Il ne menaçoit pas moins le pape que, l’empereur, quoique ce fût en termes plus doux. Il déploroit le peu de courage que le chef de l’Église montroit lorsqu’il s’agissoit de défendre la religion. Albéroni, plein de zèle, gémissoit de voir les Allemands profiter de la faiblesse du saint-père, et l’engager à faire chaque jour quelque demande contraire à sa conscience et à son honneur. Il laissoit entrevoir que Sa Sainteté auroit lieu de se repentir de la manière dont elle en usait à son égard, autant que de la partialité qu’elle témoignoit pour l’empereur. Elle suspendoit encore les bulles de Séville ; mais Albéroni, déjà pourvu de l’évêché de Malaga, jouissoit du revenu des deux églises. Il se vanta qu’ils lui suffiroient pour vivre commodément à Madrid à la barbe de Pantalon et pour aller en avant.
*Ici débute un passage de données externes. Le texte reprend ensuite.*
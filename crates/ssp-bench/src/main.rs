mod logging;

use clap::{Parser, Subcommand, ValueEnum};
use serde::Serialize;
use ssp_arcflow::{check_patterns, solve, ArcflowSolution, Formulation, SolveOptions};
use ssp_core::{read_instance_file, Instance, Tolerance};
use ssp_highs::HighsSolver;
use ssp_model::SolverConfig;
use std::fs::{create_dir_all, File};
use std::io::{BufWriter, Write};
use std::path::{Path, PathBuf};
use tracing::{info, warn};

#[derive(Parser, Debug)]
#[command(
    author,
    version,
    about = "Skiving stock arc-flow solver and benchmark runner"
)]
struct Cli {
    #[command(subcommand)]
    command: Command,
}

#[derive(Subcommand, Debug)]
enum Command {
    /// Solve a single instance given on the command line
    Solve(SolveArgs),
    /// Solve every instance of one or more data files and log one record per instance
    Run(RunArgs),
}

#[derive(Parser, Debug)]
struct ModelArgs {
    /// Formulation to build
    #[arg(long, short = 'm', value_enum, default_value = "arcflow")]
    model: ModelKind,

    /// Solve the linear relaxation only
    #[arg(long, short = 'r')]
    relax: bool,

    /// Solver time limit in seconds
    #[arg(long)]
    time_limit: Option<f64>,

    /// Solver thread count
    #[arg(long)]
    threads: Option<u32>,

    /// Print HiGHS output to the console
    #[arg(long)]
    solver_log: bool,
}

#[derive(Parser, Debug)]
struct SolveArgs {
    /// Minimum total length of a produced object
    #[arg(long, short = 't')]
    threshold: u64,

    /// Comma-separated item lengths
    #[arg(long, short = 'l', value_delimiter = ',', required = true)]
    lengths: Vec<u64>,

    /// Comma-separated item availabilities
    #[arg(long, short = 'b', value_delimiter = ',', required = true)]
    availabilities: Vec<u32>,

    /// Upper bound on the objective added as a cut
    #[arg(long)]
    bound: Option<f64>,

    #[command(flatten)]
    model: ModelArgs,

    /// Output format for stdout
    #[arg(long, value_enum, default_value = "table")]
    format: OutputFormat,
}

#[derive(Parser, Debug)]
struct RunArgs {
    /// Instance data files
    #[arg(required = true)]
    files: Vec<PathBuf>,

    /// Tab-separated output log
    #[arg(long, short = 'o')]
    out: PathBuf,

    #[command(flatten)]
    model: ModelArgs,

    /// Output format for stdout
    #[arg(long, value_enum, default_value = "table")]
    format: OutputFormat,
}

#[derive(Debug, Clone, Copy, Eq, PartialEq, ValueEnum)]
enum ModelKind {
    Arcflow,
    Larcflow,
    Reflect,
}

impl From<ModelKind> for Formulation {
    fn from(kind: ModelKind) -> Self {
        match kind {
            ModelKind::Arcflow => Formulation::ArcFlow,
            ModelKind::Larcflow => Formulation::LossArcFlow,
            ModelKind::Reflect => Formulation::Reflect,
        }
    }
}

#[derive(Debug, Clone, Copy, Eq, PartialEq, ValueEnum)]
enum OutputFormat {
    Table,
    Json,
}

#[derive(Debug, Clone, Serialize)]
struct SolveRecord<'a> {
    instance: &'a Instance,
    solution: &'a ArcflowSolution,
    patterns: Vec<String>,
}

#[derive(Debug, Clone, PartialEq, Serialize)]
struct RunRecord {
    block: String,
    idx: usize,
    objective: f64,
    num_vars: usize,
    num_constrs: usize,
    num_nzs: usize,
    dt_model: f64,
    dt_solve: f64,
}

impl RunRecord {
    fn new(block: &str, idx: usize, solution: &ArcflowSolution) -> Self {
        Self {
            block: block.to_string(),
            idx,
            objective: solution.objective_value,
            num_vars: solution.stats.variables,
            num_constrs: solution.stats.constraints,
            num_nzs: solution.stats.nonzeros,
            dt_model: solution.model_time.as_secs_f64(),
            dt_solve: solution.solve_time.as_secs_f64(),
        }
    }

    fn tsv_line(&self) -> String {
        format!(
            "{}\t{}\t{}\t{}\t{}\t{}\t{}\t{}",
            self.block,
            self.idx,
            self.objective,
            self.num_vars,
            self.num_constrs,
            self.num_nzs,
            self.dt_model,
            self.dt_solve
        )
    }
}

fn main() {
    if let Err(err) = run() {
        eprintln!("{err}");
        std::process::exit(1);
    }
}

fn run() -> Result<(), Box<dyn std::error::Error>> {
    logging::init()?;
    let cli = Cli::parse();
    match cli.command {
        Command::Solve(args) => solve_command(args),
        Command::Run(args) => run_command(args),
    }
}

fn build_solver(args: &ModelArgs) -> HighsSolver {
    let mut config = SolverConfig::new().with_log_to_console(args.solver_log);
    if let Some(limit) = args.time_limit {
        config = config.with_time_limit(limit);
    }
    if let Some(threads) = args.threads {
        config = config.with_threads(threads);
    }
    HighsSolver::with_config(config)
}

fn solve_command(args: SolveArgs) -> Result<(), Box<dyn std::error::Error>> {
    let instance = Instance::strip_large_items(args.threshold, args.lengths, args.availabilities)?;
    let formulation = Formulation::from(args.model.model);
    let mut options = SolveOptions::new().with_relaxed(args.model.relax);
    if let Some(bound) = args.bound {
        options = options.with_bound(bound);
    }

    let mut solver = build_solver(&args.model);
    let solution = solve(&instance, formulation, &mut solver, &options)?;
    if !args.model.relax {
        if let Err(violation) = check_patterns(&instance, &solution.patterns, Tolerance::default())
        {
            warn!(
                component = "cli",
                operation = "check_patterns",
                status = "warn",
                "{violation}"
            );
        }
    }
    let patterns: Vec<String> = solution
        .patterns
        .iter()
        .map(|pattern| pattern.describe(&instance))
        .collect();

    match args.format {
        OutputFormat::Table => {
            println!(
                "instance: threshold {} lengths {:?} availabilities {:?}",
                instance.threshold(),
                instance.lengths(),
                instance.availabilities()
            );
            println!(
                "model {}: {} variables, {} constraints, {} non-zeros",
                formulation,
                solution.stats.variables,
                solution.stats.constraints,
                solution.stats.nonzeros
            );
            println!("objective {}", solution.objective_value);
            for line in &patterns {
                println!("{line}");
            }
        }
        OutputFormat::Json => {
            let record = SolveRecord {
                instance: &instance,
                solution: &solution,
                patterns,
            };
            println!("{}", serde_json::to_string_pretty(&record)?);
        }
    }
    Ok(())
}

fn run_command(args: RunArgs) -> Result<(), Box<dyn std::error::Error>> {
    let formulation = Formulation::from(args.model.model);
    let options = SolveOptions::new().with_relaxed(args.model.relax);
    let table = args.format == OutputFormat::Table;

    if table {
        println!("using model {formulation}");
        println!("writing to {}", args.out.display());
        println!("reading {} files", args.files.len());
    }

    let mut writer = open_log(&args.out)?;
    let mut solver = build_solver(&args.model);

    for path in &args.files {
        if table {
            println!("file {}", path.display());
        }
        let block = block_name(path);
        for (idx, instance) in read_instance_file(path)?.iter().enumerate() {
            let solution = solve(instance, formulation, &mut solver, &options)?;
            let record = RunRecord::new(&block, idx, &solution);
            writeln!(writer, "{}", record.tsv_line())?;
            writer.flush()?;
            if !table {
                println!("{}", serde_json::to_string(&record)?);
            }
            info!(
                component = "cli",
                operation = "run",
                status = "success",
                block = %block,
                idx,
                objective = record.objective,
                "Instance solved"
            );
        }
    }
    Ok(())
}

fn open_log(path: &Path) -> Result<BufWriter<File>, Box<dyn std::error::Error>> {
    if let Some(parent) = path.parent() {
        create_dir_all(parent)?;
    }
    Ok(BufWriter::new(File::create(path)?))
}

fn block_name(path: &Path) -> String {
    path.file_name()
        .map(|name| name.to_string_lossy().into_owned())
        .unwrap_or_else(|| path.display().to_string())
}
Il voulut de plus faire connoître à la cour de Rome qu’il pouvoit compter sur les égards que la cour de France auroit pour lui, et qu’il n’avoit point à craindre que le régent entreprît de le traverser ; la preuve dont il se servit fut de révéler à ses amis que le cardinal del Giudice s’étant adressé au régent pour se justifier auprès du roi d’Espagne par l’intercession de Son Altesse Royale, non seulement elle ne lui avoit rendu aucun office, mais même avoit envoyé les lettres tout ouvertes de Giudice à Albéroni, sans les accompagner de la moindre ligne ni pour lui ni pour Sa Majesté Catholique.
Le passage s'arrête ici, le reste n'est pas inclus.